## RECORDS FOR THE EXERCISE
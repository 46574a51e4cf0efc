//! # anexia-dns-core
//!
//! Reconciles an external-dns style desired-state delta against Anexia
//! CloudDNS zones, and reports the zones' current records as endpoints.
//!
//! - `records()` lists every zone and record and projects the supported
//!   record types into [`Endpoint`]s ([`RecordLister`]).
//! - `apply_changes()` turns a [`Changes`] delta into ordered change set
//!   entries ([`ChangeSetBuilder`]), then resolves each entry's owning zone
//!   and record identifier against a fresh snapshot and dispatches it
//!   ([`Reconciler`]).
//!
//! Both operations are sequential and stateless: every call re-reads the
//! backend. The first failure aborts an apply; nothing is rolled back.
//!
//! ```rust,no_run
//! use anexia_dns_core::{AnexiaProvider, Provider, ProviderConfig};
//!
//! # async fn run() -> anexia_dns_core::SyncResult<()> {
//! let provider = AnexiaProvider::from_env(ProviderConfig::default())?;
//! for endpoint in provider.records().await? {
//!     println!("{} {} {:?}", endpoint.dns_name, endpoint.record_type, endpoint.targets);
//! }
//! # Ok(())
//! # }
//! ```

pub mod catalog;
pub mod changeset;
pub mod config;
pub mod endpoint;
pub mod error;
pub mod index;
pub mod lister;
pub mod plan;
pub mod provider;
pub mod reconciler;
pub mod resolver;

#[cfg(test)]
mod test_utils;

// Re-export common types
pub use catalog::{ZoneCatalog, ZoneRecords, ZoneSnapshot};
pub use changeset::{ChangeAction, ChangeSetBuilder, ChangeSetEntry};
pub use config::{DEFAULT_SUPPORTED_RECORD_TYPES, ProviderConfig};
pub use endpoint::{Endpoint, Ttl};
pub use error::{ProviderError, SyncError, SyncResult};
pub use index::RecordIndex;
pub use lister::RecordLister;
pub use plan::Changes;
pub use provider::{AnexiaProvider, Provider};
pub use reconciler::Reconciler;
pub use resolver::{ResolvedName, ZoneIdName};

## PROBLEM
Going through the entries above, count the lines that include "error" and state only the result.

## RESPONSE TO THIS EXERCISE
2